The biggest concern for new applications of the MinION is its shaky accuracy. While most sequencers can achieve comfortably over 99% consensus with reference sequences, Graveley’s group has seen only about 90% identity with the MinION. That’s actually a little better than most MinION users have managed, although the device’s accuracy has been steadily improving.

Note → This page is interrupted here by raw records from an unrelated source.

//! Output contracts of each stage.

use super::parse::{parse_file_sections, parse_modules, parse_verdicts, UnsafePath};
use crate::core::{ArtifactKind, FileSet, Payload, StageKind, TestReport};
use crate::errors::ValidationError;

/// Input artifact kinds a stage reads, in canonical order.
#[must_use]
pub fn input_kinds(stage: StageKind) -> &'static [ArtifactKind] {
    use ArtifactKind::{
        ArchitectureDoc, Documentation, RequirementsSpec, SourceFiles, TestFiles, TestReport,
    };
    match stage {
        StageKind::Requirements => &[],
        StageKind::Architecture => &[RequirementsSpec],
        StageKind::Implementation => &[RequirementsSpec, ArchitectureDoc, SourceFiles, TestReport],
        StageKind::Testing => &[RequirementsSpec, SourceFiles],
        StageKind::Documentation => &[RequirementsSpec, ArchitectureDoc, SourceFiles],
        StageKind::Review => &[
            RequirementsSpec,
            ArchitectureDoc,
            SourceFiles,
            TestFiles,
            TestReport,
            Documentation,
        ],
    }
}

/// Agent output that passed its stage schema.
#[derive(Debug, Clone, PartialEq)]
pub struct ValidatedOutput {
    /// Artifacts to persist, in write order.
    pub artifacts: Vec<(ArtifactKind, Payload)>,
    /// The parsed test report, Testing only.
    pub test_report: Option<TestReport>,
}

impl ValidatedOutput {
    fn single(kind: ArtifactKind, payload: Payload) -> Self {
        Self {
            artifacts: vec![(kind, payload)],
            test_report: None,
        }
    }

    /// Failing test details, if the report has any failing verdict.
    #[must_use]
    pub fn test_failures(&self) -> Option<String> {
        self.test_report
            .as_ref()
            .filter(|report| !report.all_passed())
            .map(TestReport::failure_summary)
    }
}

/// Validates agent text against the schema of `stage`.
pub fn validate(stage: StageKind, text: &str) -> Result<ValidatedOutput, ValidationError> {
    let text = text.trim();
    let invalid = |message: &str| ValidationError::new(stage, message);

    match stage {
        StageKind::Requirements | StageKind::Review => {
            if text.is_empty() {
                return Err(invalid("empty document"));
            }
            let kind = if stage == StageKind::Requirements {
                ArtifactKind::RequirementsSpec
            } else {
                ArtifactKind::ReviewNotes
            };
            Ok(ValidatedOutput::single(kind, Payload::text(text)))
        }
        StageKind::Architecture => {
            if parse_modules(text).is_empty() {
                return Err(invalid(
                    "no module list found; expected MODULE: lines or a json modules block",
                ));
            }
            Ok(ValidatedOutput::single(
                ArtifactKind::ArchitectureDoc,
                Payload::text(text),
            ))
        }
        StageKind::Implementation => {
            let files = files_of(stage, text)?;
            if files.is_empty() {
                return Err(invalid("no FILE: sections found"));
            }
            Ok(ValidatedOutput::single(
                ArtifactKind::SourceFiles,
                Payload::from_files(&files),
            ))
        }
        StageKind::Testing => {
            let verdicts = parse_verdicts(text);
            if verdicts.is_empty() {
                return Err(invalid(
                    "no test verdicts found; expected TEST <name>: PASS|FAIL lines or a json tests block",
                ));
            }
            let files = files_of(stage, text)?;
            let report = TestReport::new(verdicts);
            let report_json = serde_json::to_value(&report)
                .map_err(|e| ValidationError::new(stage, e.to_string()))?;

            let mut artifacts = Vec::with_capacity(2);
            if !files.is_empty() {
                artifacts.push((ArtifactKind::TestFiles, Payload::from_files(&files)));
            }
            artifacts.push((ArtifactKind::TestReport, Payload::Json(report_json)));
            Ok(ValidatedOutput {
                artifacts,
                test_report: Some(report),
            })
        }
        StageKind::Documentation => {
            let mut files = files_of(stage, text)?;
            if files.is_empty() {
                if text.is_empty() {
                    return Err(invalid("empty documentation"));
                }
                files.insert("README.md".to_string(), text.to_string());
            }
            Ok(ValidatedOutput::single(
                ArtifactKind::Documentation,
                Payload::from_files(&files),
            ))
        }
    }
}

fn files_of(stage: StageKind, text: &str) -> Result<FileSet, ValidationError> {
    parse_file_sections(text)
        .map_err(|UnsafePath(path)| ValidationError::new(stage, format!("unsafe file path '{path}'")))
}
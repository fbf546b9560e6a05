//! Per-invocation stage results recorded in the workflow trace.

use super::{ArtifactRef, ControllerState, StageKind, StageStatus};
use chrono::{DateTime, Utc};
use serde::{Deserialize, Serialize};

/// One tool call made by an agent, logged against the calling stage.
#[derive(Debug, Clone, PartialEq, Eq, Serialize, Deserialize)]
pub struct ToolCallRecord {
    /// The stage whose agent made the call.
    pub stage: StageKind,
    /// Tool name as requested.
    pub tool: String,
    /// Call id assigned by the completion service, if any.
    #[serde(default, skip_serializing_if = "Option::is_none")]
    pub call_id: Option<String>,
    /// Whether the gateway returned a result.
    pub ok: bool,
    /// Error message when the call failed.
    #[serde(default, skip_serializing_if = "Option::is_none")]
    pub error: Option<String>,
    /// Wall time of the call.
    pub duration_ms: u64,
    /// True if the response was cut to the size limit.
    #[serde(default)]
    pub truncated: bool,
}

/// Outcome of one stage invocation.
#[derive(Debug, Clone, PartialEq, Serialize, Deserialize)]
pub struct StageResult {
    /// The stage that ran (or would have run).
    pub stage: StageKind,
    /// 1-based attempt number of this stage within the run.
    pub iteration: u32,
    /// Result status.
    pub status: StageStatus,
    /// Terminal controller state.
    pub state: ControllerState,
    /// Artifacts persisted by this invocation.
    #[serde(default)]
    pub produced_artifacts: Vec<ArtifactRef>,
    /// Validation failures, failing tests or error text.
    #[serde(default)]
    pub diagnostics: String,
    /// Tool calls made during the invocation.
    #[serde(default)]
    pub tool_calls: Vec<ToolCallRecord>,
    /// When the invocation started.
    pub started_at: DateTime<Utc>,
    /// When the invocation ended.
    pub ended_at: DateTime<Utc>,
}

impl StageResult {
    /// Creates a result with no artifacts, diagnostics or tool calls.
    #[must_use]
    pub fn new(
        stage: StageKind,
        iteration: u32,
        status: StageStatus,
        state: ControllerState,
        started_at: DateTime<Utc>,
    ) -> Self {
        Self {
            stage,
            iteration,
            status,
            state,
            produced_artifacts: Vec::new(),
            diagnostics: String::new(),
            tool_calls: Vec::new(),
            started_at,
            ended_at: Utc::now(),
        }
    }

    /// Marker for a stage that never started because the run was cancelled.
    #[must_use]
    pub fn cancelled(stage: StageKind, iteration: u32, reason: impl Into<String>) -> Self {
        let now = Utc::now();
        Self {
            diagnostics: reason.into(),
            ended_at: now,
            ..Self::new(
                stage,
                iteration,
                StageStatus::Cancelled,
                ControllerState::Pending,
                now,
            )
        }
    }

    /// Sets the diagnostics.
    #[must_use]
    pub fn with_diagnostics(mut self, diagnostics: impl Into<String>) -> Self {
        self.diagnostics = diagnostics.into();
        self
    }

    /// Sets the produced artifacts.
    #[must_use]
    pub fn with_artifacts(mut self, artifacts: Vec<ArtifactRef>) -> Self {
        self.produced_artifacts = artifacts;
        self
    }

    /// Sets the tool call records.
    #[must_use]
    pub fn with_tool_calls(mut self, calls: Vec<ToolCallRecord>) -> Self {
        self.tool_calls = calls;
        self
    }

    /// Duration in milliseconds.
    #[must_use]
    pub fn duration_ms(&self) -> i64 {
        (self.ended_at - self.started_at).num_milliseconds()
    }

    /// Returns true if the stage succeeded.
    #[must_use]
    pub fn is_success(&self) -> bool {
        self.status == StageStatus::Success
    }

    /// Returns true if this is a cancellation marker.
    #[must_use]
    pub fn is_cancelled(&self) -> bool {
        self.status == StageStatus::Cancelled
    }
}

Users have had to pick their projects carefully to account for this: the device is pretty reliable in resequencing studies that map DNA reads to known references, but it’s still a dubious choice for sequencing unknown genetic material from scratch (although it’s been tried).
To accurately pin down the exact isoforms in the transcriptome, the MinION didn’t have to read every RNA molecule perfectly, but it did have to come close enough to decisively tell one exon from another ― and in Dscam1, those exons could be as much as 80% identical.

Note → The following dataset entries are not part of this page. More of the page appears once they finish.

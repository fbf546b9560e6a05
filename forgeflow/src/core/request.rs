//! The immutable project request that starts a run.

use crate::errors::ConfigError;
use serde::{Deserialize, Serialize};
use std::collections::BTreeSet;
use std::path::PathBuf;

/// Optional configuration attached to a project request.
#[derive(Debug, Clone, PartialEq, Eq, Serialize, Deserialize)]
pub struct RequestOptions {
    /// Where the collaborator intends to write the generated project.
    #[serde(default, skip_serializing_if = "Option::is_none")]
    pub output_path: Option<PathBuf>,
    /// Target language or framework hints ("Python", "FastAPI", ...).
    #[serde(default, skip_serializing_if = "Vec::is_empty")]
    pub language_hints: Vec<String>,
    /// Tools the agents may use; `None` enables every registered tool.
    #[serde(default, skip_serializing_if = "Option::is_none")]
    pub enabled_tools: Option<BTreeSet<String>>,
    /// Revisions allowed per stage after its first attempt.
    #[serde(default = "default_max_iterations_per_stage")]
    pub max_iterations_per_stage: u32,
    /// Stage invocations allowed across the whole run.
    #[serde(default = "default_max_total_iterations")]
    pub max_total_iterations: u32,
    /// Tool calls allowed across the whole run.
    #[serde(default = "default_max_tool_calls")]
    pub max_tool_calls: u32,
}

fn default_max_iterations_per_stage() -> u32 {
    3
}

fn default_max_total_iterations() -> u32 {
    20
}

fn default_max_tool_calls() -> u32 {
    50
}

impl Default for RequestOptions {
    fn default() -> Self {
        Self {
            output_path: None,
            language_hints: Vec::new(),
            enabled_tools: None,
            max_iterations_per_stage: default_max_iterations_per_stage(),
            max_total_iterations: default_max_total_iterations(),
            max_tool_calls: default_max_tool_calls(),
        }
    }
}

impl RequestOptions {
    /// Creates options with defaults.
    #[must_use]
    pub fn new() -> Self {
        Self::default()
    }

    /// Sets the output path.
    #[must_use]
    pub fn with_output_path(mut self, path: impl Into<PathBuf>) -> Self {
        self.output_path = Some(path.into());
        self
    }

    /// Adds a language hint.
    #[must_use]
    pub fn with_language_hint(mut self, hint: impl Into<String>) -> Self {
        self.language_hints.push(hint.into());
        self
    }

    /// Restricts the tools agents may call.
    #[must_use]
    pub fn with_enabled_tools<I, S>(mut self, tools: I) -> Self
    where
        I: IntoIterator<Item = S>,
        S: Into<String>,
    {
        self.enabled_tools = Some(tools.into_iter().map(Into::into).collect());
        self
    }

    /// Sets the per-stage revision budget.
    #[must_use]
    pub fn with_max_iterations_per_stage(mut self, max: u32) -> Self {
        self.max_iterations_per_stage = max;
        self
    }

    /// Sets the run-wide stage invocation budget.
    #[must_use]
    pub fn with_max_total_iterations(mut self, max: u32) -> Self {
        self.max_total_iterations = max;
        self
    }

    /// Sets the run-wide tool call budget.
    #[must_use]
    pub fn with_max_tool_calls(mut self, max: u32) -> Self {
        self.max_tool_calls = max;
        self
    }
}

/// A natural-language project request. Never mutated after construction.
#[derive(Debug, Clone, PartialEq, Eq, Serialize, Deserialize)]
#[serde(try_from = "RawProjectRequest")]
pub struct ProjectRequest {
    description: String,
    options: RequestOptions,
}

#[derive(Deserialize)]
struct RawProjectRequest {
    description: String,
    #[serde(default)]
    options: RequestOptions,
}

impl TryFrom<RawProjectRequest> for ProjectRequest {
    type Error = ConfigError;

    fn try_from(raw: RawProjectRequest) -> Result<Self, Self::Error> {
        Self::with_options(raw.description, raw.options)
    }
}

impl ProjectRequest {
    /// Creates a request with default options.
    ///
    /// Fails if the description is blank.
    pub fn new(description: impl Into<String>) -> Result<Self, ConfigError> {
        Self::with_options(description, RequestOptions::default())
    }

    /// Creates a request with explicit options.
    pub fn with_options(
        description: impl Into<String>,
        options: RequestOptions,
    ) -> Result<Self, ConfigError> {
        let description = description.into();
        if description.trim().is_empty() {
            return Err(ConfigError::InvalidRequest(
                "description must not be empty".to_string(),
            ));
        }
        if options.max_total_iterations == 0 {
            return Err(ConfigError::invalid_value(
                "max_total_iterations",
                "must allow at least one stage invocation",
            ));
        }
        Ok(Self {
            description,
            options,
        })
    }

    /// The free-text requirement description.
    #[must_use]
    pub fn description(&self) -> &str {
        &self.description
    }

    /// The request options.
    #[must_use]
    pub fn options(&self) -> &RequestOptions {
        &self.options
    }

    /// Returns true if the tool may be used in this run.
    #[must_use]
    pub fn is_tool_enabled(&self, name: &str) -> bool {
        self.options
            .enabled_tools
            .as_ref()
            .map_or(true, |tools| tools.contains(name))
    }
}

In fact, Graveley and his co-authors found that the MinION was very capable of this. Out of around 33,000 high-quality Dscam1 reads pulled off the sequencer, almost 29,000 were a strong match for one and only one combination of exons. To further check their accuracy, the team also sequenced the same sample on Illumina technology. While the Illumina sequencer could not give whole isoforms, it did show the same proportions of different exons, suggesting that the MinION gave a complete and unbiased picture of the sample.
“Alternative splicing, it turns out, is probably one of the ideal applications for this platform,” Graveley says. “Even with a gene as complicated as this one, we’re able to accurately distinguish the isoforms from one another. Unless you have very, very small exons, or two exons that are almost identical to each other, the accuracy is good enough.”
Make Way for PromethION
The results are good news for researchers studying the transcriptome, but the MinION probably won’t push out other methods for dealing with alternative splicing just yet. Its low throughput means that at best it can cover a very small portion of the transcriptome with each run ― and that means isolating targeted RNA transcripts, a process that can introduce new biases into the data.
“You need a lot of reads to get the whole transcriptome, and what happens is you end up sequencing boring genes like actin and tubulin, the really abundantly expressed things,” Graveley explains. Still, his data from this experiment was good enough to replicate a few earlier findings: for instance, that Dscam1 does appear to make every predicted isoform. In this experiment, his lab observed almost half the possible isoforms, containing 92 of 93 possible exons.
Meanwhile, Oxford Nanopore Technologies is working on a new instrument, the PromethION, which will contain 48 MinION-style flow cells in a battery. Graveley has already signed on to be one of the first recipients, in an access program that is likely to start in the winter.
Judging by studies like this one, the PromethION stands a good chance of becoming the instrument of choice for large-scale RNA sequencing. With Dscam1, Graveley hopes to reach high enough throughput to do functional studies, seeking to learn whether different combinations of isoforms give rise to physical or behavioral differences. He also wants to look at human genes with high levels of alternative splicing, and to test whether the MinION can accurately count total numbers of RNA isoforms.
“The fact that you can use this technology to characterize whole isoforms is very exciting,” Graveley says. “It’s going to help us start characterizing the transcriptome in ways that have been very difficult.”